Work to be completed:
Report only how many lines in the listing below contain the string "MINIMUM".

Listed entries:
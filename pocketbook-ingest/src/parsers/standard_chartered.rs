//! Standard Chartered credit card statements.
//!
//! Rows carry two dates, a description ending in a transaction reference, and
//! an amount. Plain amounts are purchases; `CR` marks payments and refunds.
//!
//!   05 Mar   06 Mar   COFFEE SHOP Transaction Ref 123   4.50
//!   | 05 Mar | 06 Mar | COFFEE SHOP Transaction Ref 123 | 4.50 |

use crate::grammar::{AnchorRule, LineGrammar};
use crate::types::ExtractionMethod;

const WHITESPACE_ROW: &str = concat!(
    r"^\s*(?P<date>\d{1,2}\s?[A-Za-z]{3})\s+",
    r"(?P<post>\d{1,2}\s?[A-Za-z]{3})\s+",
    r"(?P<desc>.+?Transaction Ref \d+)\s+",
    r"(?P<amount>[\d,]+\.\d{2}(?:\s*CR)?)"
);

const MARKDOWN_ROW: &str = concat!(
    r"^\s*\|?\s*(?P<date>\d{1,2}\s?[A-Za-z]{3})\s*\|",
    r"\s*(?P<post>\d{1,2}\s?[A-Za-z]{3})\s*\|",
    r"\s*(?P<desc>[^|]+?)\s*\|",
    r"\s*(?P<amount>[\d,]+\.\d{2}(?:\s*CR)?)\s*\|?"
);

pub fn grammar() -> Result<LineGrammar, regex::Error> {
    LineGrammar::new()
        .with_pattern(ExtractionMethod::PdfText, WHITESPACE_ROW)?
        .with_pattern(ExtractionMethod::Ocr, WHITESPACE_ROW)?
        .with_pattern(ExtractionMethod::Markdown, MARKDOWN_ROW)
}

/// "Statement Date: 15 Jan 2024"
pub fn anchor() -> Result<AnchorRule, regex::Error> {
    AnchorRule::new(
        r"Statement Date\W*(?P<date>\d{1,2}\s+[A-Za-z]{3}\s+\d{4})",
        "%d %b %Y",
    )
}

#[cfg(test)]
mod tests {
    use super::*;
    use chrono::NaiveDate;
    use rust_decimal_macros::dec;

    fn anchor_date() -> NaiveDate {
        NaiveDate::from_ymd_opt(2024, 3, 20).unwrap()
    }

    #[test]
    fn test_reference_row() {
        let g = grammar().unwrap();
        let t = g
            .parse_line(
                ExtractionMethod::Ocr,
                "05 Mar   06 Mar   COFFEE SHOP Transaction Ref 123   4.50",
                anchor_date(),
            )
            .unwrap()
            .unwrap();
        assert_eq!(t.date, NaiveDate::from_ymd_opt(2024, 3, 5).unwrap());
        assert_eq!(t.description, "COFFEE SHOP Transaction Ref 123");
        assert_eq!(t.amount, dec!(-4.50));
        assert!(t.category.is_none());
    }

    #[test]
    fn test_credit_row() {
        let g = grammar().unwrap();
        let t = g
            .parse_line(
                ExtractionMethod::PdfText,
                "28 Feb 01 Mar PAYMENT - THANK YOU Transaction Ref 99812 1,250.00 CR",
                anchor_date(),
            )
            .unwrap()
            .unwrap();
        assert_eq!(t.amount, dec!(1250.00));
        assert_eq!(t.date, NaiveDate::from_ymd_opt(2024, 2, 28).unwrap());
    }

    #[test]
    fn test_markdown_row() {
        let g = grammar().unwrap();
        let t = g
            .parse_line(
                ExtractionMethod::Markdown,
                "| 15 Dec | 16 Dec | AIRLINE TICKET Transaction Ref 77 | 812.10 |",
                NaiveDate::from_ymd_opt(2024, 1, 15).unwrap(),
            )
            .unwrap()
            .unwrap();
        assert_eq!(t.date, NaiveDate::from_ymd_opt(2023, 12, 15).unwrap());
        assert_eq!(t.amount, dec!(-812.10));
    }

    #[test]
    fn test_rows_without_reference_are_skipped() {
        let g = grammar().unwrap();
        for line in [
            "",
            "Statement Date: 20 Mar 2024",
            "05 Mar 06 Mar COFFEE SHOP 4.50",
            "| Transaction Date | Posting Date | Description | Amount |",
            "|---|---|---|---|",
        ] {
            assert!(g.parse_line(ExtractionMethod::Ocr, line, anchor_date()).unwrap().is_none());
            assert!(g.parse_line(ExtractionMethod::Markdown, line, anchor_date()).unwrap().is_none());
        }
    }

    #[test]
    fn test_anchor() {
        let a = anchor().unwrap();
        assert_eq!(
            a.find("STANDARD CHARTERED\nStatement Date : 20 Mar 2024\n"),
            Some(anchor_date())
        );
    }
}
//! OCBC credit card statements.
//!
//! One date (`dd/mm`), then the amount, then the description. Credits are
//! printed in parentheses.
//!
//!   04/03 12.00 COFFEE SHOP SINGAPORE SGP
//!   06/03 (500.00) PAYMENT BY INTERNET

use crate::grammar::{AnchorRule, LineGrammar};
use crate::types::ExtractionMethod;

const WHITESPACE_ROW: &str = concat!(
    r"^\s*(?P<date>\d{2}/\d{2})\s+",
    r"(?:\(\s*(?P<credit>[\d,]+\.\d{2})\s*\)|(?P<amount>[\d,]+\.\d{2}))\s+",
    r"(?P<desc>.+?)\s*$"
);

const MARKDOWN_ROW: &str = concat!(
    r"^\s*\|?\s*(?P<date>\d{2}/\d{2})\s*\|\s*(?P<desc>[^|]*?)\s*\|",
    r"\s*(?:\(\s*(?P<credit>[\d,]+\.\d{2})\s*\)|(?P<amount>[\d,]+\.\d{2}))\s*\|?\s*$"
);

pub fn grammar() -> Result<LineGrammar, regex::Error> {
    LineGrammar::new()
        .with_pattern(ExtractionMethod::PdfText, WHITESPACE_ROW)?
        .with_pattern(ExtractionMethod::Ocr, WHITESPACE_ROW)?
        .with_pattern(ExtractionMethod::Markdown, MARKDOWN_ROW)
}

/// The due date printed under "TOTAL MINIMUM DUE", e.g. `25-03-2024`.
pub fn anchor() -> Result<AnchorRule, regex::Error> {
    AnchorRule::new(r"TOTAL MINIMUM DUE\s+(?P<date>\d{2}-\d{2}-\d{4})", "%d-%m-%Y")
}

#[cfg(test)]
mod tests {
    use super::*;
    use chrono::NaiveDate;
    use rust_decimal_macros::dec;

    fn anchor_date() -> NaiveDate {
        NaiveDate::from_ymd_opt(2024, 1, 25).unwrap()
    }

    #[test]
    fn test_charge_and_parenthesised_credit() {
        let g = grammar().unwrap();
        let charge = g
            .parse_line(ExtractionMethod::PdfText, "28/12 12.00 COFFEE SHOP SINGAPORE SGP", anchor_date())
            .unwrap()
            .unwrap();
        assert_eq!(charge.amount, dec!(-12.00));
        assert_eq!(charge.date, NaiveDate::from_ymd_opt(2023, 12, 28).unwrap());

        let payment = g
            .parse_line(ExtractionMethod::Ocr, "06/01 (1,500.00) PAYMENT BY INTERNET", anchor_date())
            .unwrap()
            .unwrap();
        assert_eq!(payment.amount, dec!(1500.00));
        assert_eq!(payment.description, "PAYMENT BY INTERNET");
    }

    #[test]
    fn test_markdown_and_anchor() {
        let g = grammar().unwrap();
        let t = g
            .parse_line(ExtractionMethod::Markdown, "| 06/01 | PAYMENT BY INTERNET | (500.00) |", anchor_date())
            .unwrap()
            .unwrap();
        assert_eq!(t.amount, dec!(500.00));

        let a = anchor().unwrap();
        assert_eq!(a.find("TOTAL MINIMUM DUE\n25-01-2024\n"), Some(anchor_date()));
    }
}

Task answer:
3